Cattle brand inspection fee increase advanced

The cattle brand inspection fee in Nebraska could be increased under a bill amended and advanced April 20.

Introduced by Hyannis Sen. Al Davis, LB85 originally would have permitted the Nebraska Brand Committee to charge as much as $1.25 per head for cattle brand inspections. The bill was amended to cap the new fee at $1.10. Currently, the fee is capped at 75 cents per head.

The brand committee inspects cattle and investigates missing and stolen cattle in Nebraska. The organization is funded solely through the collection of fees for those services.

Davis said a combination of declining cattle sales and rising inspection costs have decreased the committee’s cash reserve. Fees must be increased, he said, to ensure that the committee can update its data collection technology and raise salaries to retain employees.

“The branding committee must be funded adequately to do its job,” Davis said.

An amendment brought by Sen. Dave Bloomfield of Hoskins, adopted 29-1, would place a $1.10 per head limit on the inspection fee.

Bloomfield said the 66 percent increase originally proposed in the bill was too large, and that he and Davis reached a compromise that would limit the committee to a maximum 46 percent fee increase.

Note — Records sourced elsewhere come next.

use serde::Serialize;

use crate::model::todo_list::TodoList;
use crate::ops::collection_ops::{ListSummary, ListView, ShareStatus};

pub const HELP: &str = "\
Available commands:

General:
- help
- quit
- save

Sharing:
- load [skylink]            open the list published under a skylink
- share                     display the skylink for the current list

Editing:
- add [entry]
- delete [position]
- insert [position] [entry] add an entry at the given position
- move [src] [dest]         move an entry (dest counts after removal)

Display:
- all                       display all available lists
- list                      display the entire current list
- ls                        alias for 'list'

Lists:
- new [name]                create a new list
- open [name]               open the given list by name
- rename [name]             set a new name for the current list
";

// ---------------------------------------------------------------------------
// JSON output structs
// ---------------------------------------------------------------------------

#[derive(Serialize)]
pub struct ListSummaryJson {
    pub name: String,
    #[serde(skip_serializing_if = "Option::is_none")]
    pub skylink: Option<String>,
    pub saved: bool,
    pub entries: usize,
    pub current: bool,
}

#[derive(Serialize)]
pub struct ListJson {
    pub name: String,
    #[serde(skip_serializing_if = "Option::is_none")]
    pub skylink: Option<String>,
    pub saved: bool,
    pub entries: Vec<String>,
}

#[derive(Serialize)]
pub struct ShareJson {
    pub name: String,
    pub skylink: Option<String>,
    /// False when the list was edited after it was last published
    pub current: bool,
}

// ---------------------------------------------------------------------------
// Conversions
// ---------------------------------------------------------------------------

fn non_empty(s: &str) -> Option<String> {
    (!s.is_empty()).then(|| s.to_string())
}

pub fn summary_to_json(summary: &ListSummary) -> ListSummaryJson {
    ListSummaryJson {
        name: summary.name.clone(),
        skylink: non_empty(&summary.skylink),
        saved: summary.saved,
        entries: summary.entries,
        current: summary.current,
    }
}

pub fn list_to_json(list: &TodoList) -> ListJson {
    ListJson {
        name: list.name.clone(),
        skylink: non_empty(&list.skylink),
        saved: list.saved,
        entries: list.entries.iter().map(|e| e.text.clone()).collect(),
    }
}

pub fn share_to_json(name: &str, status: &ShareStatus) -> ShareJson {
    let (skylink, current) = match status {
        ShareStatus::Published(s) => (Some(s.clone()), true),
        ShareStatus::Stale(s) => (Some(s.clone()), false),
        ShareStatus::Unpublished => (None, false),
    };
    ShareJson {
        name: name.to_string(),
        skylink,
        current,
    }
}

// ---------------------------------------------------------------------------
// Text formatting
// ---------------------------------------------------------------------------

/// One line per list, unsaved lists marked with `*`
pub fn format_all_lists(summaries: &[ListSummary]) -> Vec<String> {
    summaries
        .iter()
        .map(|s| {
            let marker = if s.saved { "-  " } else { "-* " };
            format!("{}{}", marker, s.name)
        })
        .collect()
}

/// The list name followed by its numbered rows.
///
/// Rows cut off before or after the window are shown as `[...]`, and the
/// position labels are padded to a common width.
pub fn format_list_view(view: &ListView<'_>) -> Vec<String> {
    let mut lines = vec![view.name.to_string()];
    if view.total == 0 {
        lines.push("(The list is empty)".to_string());
        return lines;
    }

    let width = view
        .rows
        .iter()
        .map(|(i, _)| format!("{}:", i).len())
        .max()
        .unwrap_or(0);

    if view.more_before {
        lines.push("[...]".to_string());
    }
    for (i, text) in &view.rows {
        let label = format!("{}:", i);
        lines.push(format!("{:<width$}  {}", label, text, width = width));
    }
    if view.more_after {
        lines.push("[...]".to_string());
    }
    lines
}

pub fn format_share(status: &ShareStatus) -> Vec<String> {
    match status {
        ShareStatus::Published(skylink) => vec![skylink.clone()],
        ShareStatus::Stale(skylink) => vec![
            skylink.clone(),
            "warning: this list has changed since it was last saved".to_string(),
        ],
        ShareStatus::Unpublished => {
            vec!["skylink doesn't exist (try saving first)".to_string()]
        }
    }
}

#[cfg(test)]
mod tests {
    use super::*;
    use crate::model::entry::Entry;
    use crate::ops::collection_ops::view_list;
    use pretty_assertions::assert_eq;

    fn numbered(n: usize) -> TodoList {
        TodoList::published(
            "Chores",
            "",
            (0..n).map(|i| Entry::new(format!("task {}", i))).collect(),
        )
    }

    #[test]
    fn empty_list() {
        let list = TodoList::new("Nothing");
        assert_eq!(
            format_list_view(&view_list(&list, 0..5)),
            vec!["Nothing", "(The list is empty)"]
        );
    }

    #[test]
    fn labels_align_and_cuts_are_marked() {
        let list = numbered(12);
        assert_eq!(
            format_list_view(&view_list(&list, 8..11)),
            vec![
                "Chores",
                "[...]",
                "8:   task 8",
                "9:   task 9",
                "10:  task 10",
                "[...]",
            ]
        );
    }

    #[test]
    fn whole_list_has_no_markers() {
        let list = numbered(2);
        assert_eq!(
            format_list_view(&view_list(&list, 0..2)),
            vec!["Chores", "0:  task 0", "1:  task 1"]
        );
    }

    #[test]
    fn all_lists_marks_unsaved() {
        let summaries = vec![
            ListSummary {
                name: "Groceries".into(),
                skylink: "s1".into(),
                saved: true,
                entries: 2,
                current: true,
            },
            ListSummary {
                name: "Chores".into(),
                skylink: String::new(),
                saved: false,
                entries: 0,
                current: false,
            },
        ];
        assert_eq!(format_all_lists(&summaries), vec!["-  Groceries", "-* Chores"]);
        let json = serde_json::to_value(summary_to_json(&summaries[1])).unwrap();
        assert!(json.get("skylink").is_none());
    }

    #[test]
    fn share_messages() {
        assert_eq!(format_share(&ShareStatus::Published("abc".into())), vec!["abc"]);
        assert_eq!(format_share(&ShareStatus::Stale("abc".into())).len(), 2);
        let json = share_to_json("Chores", &ShareStatus::Unpublished);
        assert_eq!(json.skylink, None);
        assert!(!json.current);
    }
}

Sen. Matt Williams of Gothenburg opposed the bill. He said some of the state’s largest cattle feedlots are located in his district and would be hit hard by an inspection fee increase. Because one of the operations in his district pays $100,000 for inspections that take only a few days to complete, he said, alternatives to the current inspection pricing process should be considered.

“I would contend that there needs to be more thought and more study put into this,” Williams said.

Heartwell Sen. John Kuehn supported the bill, saying the branding committee deserves to be funded because it performs a critical function when confirming animal ownership.

“Hot iron branding is the keystone of identifying animals for the livestock industry in Nebraska,” Kuehn said.

Senators advanced the bill from general file on a 28-2 vote.